■ What the task asks
Every line from the beginning of the records below up to the one holding "within the trailing" should be quoted exactly; leave out the rest.

■ Dataset

* * * *

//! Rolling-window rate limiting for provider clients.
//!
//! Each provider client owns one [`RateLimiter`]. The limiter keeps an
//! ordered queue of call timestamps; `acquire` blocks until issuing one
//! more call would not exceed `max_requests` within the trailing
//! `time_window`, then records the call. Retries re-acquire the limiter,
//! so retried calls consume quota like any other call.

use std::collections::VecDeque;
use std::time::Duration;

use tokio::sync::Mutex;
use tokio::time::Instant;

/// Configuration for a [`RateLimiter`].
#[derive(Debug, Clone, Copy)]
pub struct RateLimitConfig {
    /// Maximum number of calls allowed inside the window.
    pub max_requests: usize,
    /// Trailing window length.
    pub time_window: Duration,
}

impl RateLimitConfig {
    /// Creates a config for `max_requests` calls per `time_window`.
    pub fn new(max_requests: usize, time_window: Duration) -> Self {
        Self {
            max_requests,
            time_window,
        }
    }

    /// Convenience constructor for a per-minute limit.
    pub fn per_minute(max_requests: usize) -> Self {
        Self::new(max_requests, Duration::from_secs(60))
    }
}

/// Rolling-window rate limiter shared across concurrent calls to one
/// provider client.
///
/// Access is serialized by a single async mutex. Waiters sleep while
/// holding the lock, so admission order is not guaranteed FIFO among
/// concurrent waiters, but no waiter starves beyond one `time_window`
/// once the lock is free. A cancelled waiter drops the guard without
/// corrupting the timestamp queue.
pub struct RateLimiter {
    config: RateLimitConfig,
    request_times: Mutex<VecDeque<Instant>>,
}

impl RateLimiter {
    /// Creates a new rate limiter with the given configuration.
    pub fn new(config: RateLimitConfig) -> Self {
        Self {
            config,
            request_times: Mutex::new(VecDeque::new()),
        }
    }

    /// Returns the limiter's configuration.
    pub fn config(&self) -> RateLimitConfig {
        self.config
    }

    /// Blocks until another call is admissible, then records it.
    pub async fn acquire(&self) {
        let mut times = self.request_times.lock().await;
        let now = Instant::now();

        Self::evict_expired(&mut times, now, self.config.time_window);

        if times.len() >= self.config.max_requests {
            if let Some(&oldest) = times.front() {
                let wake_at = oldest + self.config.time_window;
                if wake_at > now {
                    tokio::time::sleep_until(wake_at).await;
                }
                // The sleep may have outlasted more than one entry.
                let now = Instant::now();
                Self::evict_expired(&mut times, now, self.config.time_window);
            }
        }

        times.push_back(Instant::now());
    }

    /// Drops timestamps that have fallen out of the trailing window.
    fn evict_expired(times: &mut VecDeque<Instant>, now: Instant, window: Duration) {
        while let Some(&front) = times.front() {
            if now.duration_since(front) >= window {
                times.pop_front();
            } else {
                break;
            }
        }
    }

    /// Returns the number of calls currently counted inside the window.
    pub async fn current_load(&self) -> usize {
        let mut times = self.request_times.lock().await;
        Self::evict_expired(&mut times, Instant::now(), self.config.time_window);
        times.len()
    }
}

* * * *

■ Solution to the exercise
//! Rolling-window rate limiting for provider clients.
//!
//! Each provider client owns one [`RateLimiter`]. The limiter keeps an
//! ordered queue of call timestamps; `acquire` blocks until issuing one
//! more call would not exceed `max_requests` within the trailing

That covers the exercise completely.